Since when? That retort sits on the tip of my tongue, but instead I step around him. He’s misconstruing my question earlier. I’m not asking why she died; it’s clear to me that life has a beginning and end that no one can predict. No matter how unfair it is, how much I miss her, it is what it is.

What I want is answers.

Why do they treat me like crap?

Why is Alton fascinated with me?

Why does Dad threaten me every time he can?

Just fucking why?

“I’ll leave you to your visit, then,” I grit out, waving a hand in the air before turning to leave.

“Wait.” His hand shoots out to stop me—it connects with my arm and he winces, bringing my attention to the bandages around his hand.
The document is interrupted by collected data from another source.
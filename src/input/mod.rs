//! Input adapter: raw key events in, direction intents out.

pub mod handler;
pub mod source;

pub use handler::{InputHandler, KeyAction};
pub use source::{InputSlot, InputSource};
use anyhow::{Context, Result};
use crossterm::{
    event::{Event, EventStream, KeyEventKind},
    execute,
    terminal::{EnterAlternateScreen, LeaveAlternateScreen, disable_raw_mode, enable_raw_mode},
};
use futures::StreamExt;
use log::{info, warn};
use ratatui::{Terminal, backend::CrosstermBackend};
use std::io::{Stderr, stderr};
use std::time::Duration;
use tokio::time::{MissedTickBehavior, interval};

use crate::game::{GameConfig, GameEngine, GameSnapshot, GameState};
use crate::input::{InputHandler, InputSlot, KeyAction};
use crate::metrics::SessionStats;
use crate::render::Renderer;

/// Render at 30 FPS
const RENDER_INTERVAL: Duration = Duration::from_millis(33);

/// Interactive session: one player, keyboard input, rounds until quit
pub struct HumanMode {
    engine: GameEngine,
    state: GameState,
    stats: SessionStats,
    renderer: Renderer,
    input_handler: InputHandler,
    input: InputSlot,
    should_quit: bool,
}

impl HumanMode {
    pub fn new(config: GameConfig) -> Result<Self> {
        let mut engine = GameEngine::new(config).context("Invalid game configuration")?;
        let state = engine.reset();

        Ok(Self {
            engine,
            state,
            stats: SessionStats::new(),
            renderer: Renderer::new(),
            input_handler: InputHandler::new(),
            input: InputSlot::new(),
            should_quit: false,
        })
    }

    /// Snapshot of the current (or last) round
    pub fn snapshot(&self) -> GameSnapshot {
        self.state.snapshot()
    }

    pub async fn run(&mut self) -> Result<()> {
        let mut terminal = setup_terminal()?;

        // Run game loop with cleanup
        let result = self.run_game_loop(&mut terminal).await;
        let cleanup = self.cleanup_terminal(&mut terminal);

        result.and(cleanup)
    }

    async fn run_game_loop(
        &mut self,
        terminal: &mut Terminal<CrosstermBackend<Stderr>>,
    ) -> Result<()> {
        let mut event_stream = EventStream::new();

        let mut tick_timer = interval(self.engine.config().tick_interval);
        tick_timer.set_missed_tick_behavior(MissedTickBehavior::Delay);

        let mut render_timer = interval(RENDER_INTERVAL);
        render_timer.set_missed_tick_behavior(MissedTickBehavior::Skip);

        info!("session started");

        loop {
            tokio::select! {
                // Handle terminal events
                maybe_event = event_stream.next() => {
                    match maybe_event {
                        Some(Ok(event)) => self.handle_event(event),
                        Some(Err(err)) => warn!("failed to read terminal event: {err}"),
                        None => self.should_quit = true,
                    }
                }

                // Game logic tick
                _ = tick_timer.tick() => {
                    self.update_game();
                }

                // Render frame
                _ = render_timer.tick() => {
                    self.stats.update();
                    let snapshot = self.state.snapshot();
                    terminal.draw(|frame| {
                        self.renderer.render(frame, &snapshot, &self.stats);
                    }).context("Failed to draw frame")?;
                }

                // Handle Ctrl+C
                _ = tokio::signal::ctrl_c() => {
                    self.should_quit = true;
                }
            }

            if self.should_quit {
                break;
            }
        }

        // A round still running when the session ends is a quit, not a loss
        self.engine.quit(&mut self.state);
        self.stats.on_round_end(self.state.status, self.state.score);
        info!(
            "session ended after {} rounds, best score {}",
            self.stats.rounds_played, self.stats.high_score
        );

        Ok(())
    }

    fn handle_event(&mut self, event: Event) {
        let Event::Key(key) = event else {
            return;
        };

        // Only process key press events, not release
        if key.kind != KeyEventKind::Press {
            return;
        }

        match self.input_handler.handle_key_event(key) {
            KeyAction::Turn(direction) => self.input.push_direction(direction),
            KeyAction::Restart => {
                if self.state.status.is_terminal() {
                    self.reset_game();
                }
            }
            KeyAction::Quit => {
                if self.state.status.is_running() {
                    self.input.request_quit();
                } else {
                    self.should_quit = true;
                }
            }
            KeyAction::None => {}
        }
    }

    fn update_game(&mut self) {
        let was_running = self.state.status.is_running();
        let result = self.engine.tick(&mut self.state, &mut self.input);

        if was_running && result.terminated() {
            self.stats.on_round_end(result.status, self.state.score);
        }
    }

    fn reset_game(&mut self) {
        self.state = self.engine.reset();
        self.stats.on_round_start();
        self.input.clear();
    }

    fn cleanup_terminal(
        &mut self,
        terminal: &mut Terminal<CrosstermBackend<Stderr>>,
    ) -> Result<()> {
        disable_raw_mode().context("Failed to disable raw mode")?;
        execute!(terminal.backend_mut(), LeaveAlternateScreen)
            .context("Failed to leave alternate screen")?;
        terminal.show_cursor().context("Failed to show cursor")?;
        Ok(())
    }
}

/// Raw mode plus alternate screen; undone again if any step fails
fn setup_terminal() -> Result<Terminal<CrosstermBackend<Stderr>>> {
    enable_raw_mode().context("Failed to enable raw mode")?;

    let mut stderr = stderr();
    let terminal = execute!(stderr, EnterAlternateScreen)
        .context("Failed to enter alternate screen")
        .and_then(|()| {
            let mut terminal =
                Terminal::new(CrosstermBackend::new(stderr)).context("Failed to create terminal")?;
            terminal.hide_cursor().context("Failed to hide cursor")?;
            terminal.clear().context("Failed to clear terminal")?;
            Ok(terminal)
        });

    if terminal.is_err() {
        let mut out = std::io::stderr();
        let _ = execute!(out, LeaveAlternateScreen);
        let _ = disable_raw_mode();
    }

    terminal
}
To the purple and swelling around his wrists. Alton notices where my eyes are and pulls it away. “That’s a gift from Mr. Asher himself.”

“Kind of like the ones you and Dad left on my arm and neck? Or how about the scratches your fiancée took immense joy in making down my arm.” With the tip of my finger I point to each one, waiting for some bullshit excuse or one of his threats. It doesn’t come this time, and I’m not ready for the regret in his eyes as I look at him once more.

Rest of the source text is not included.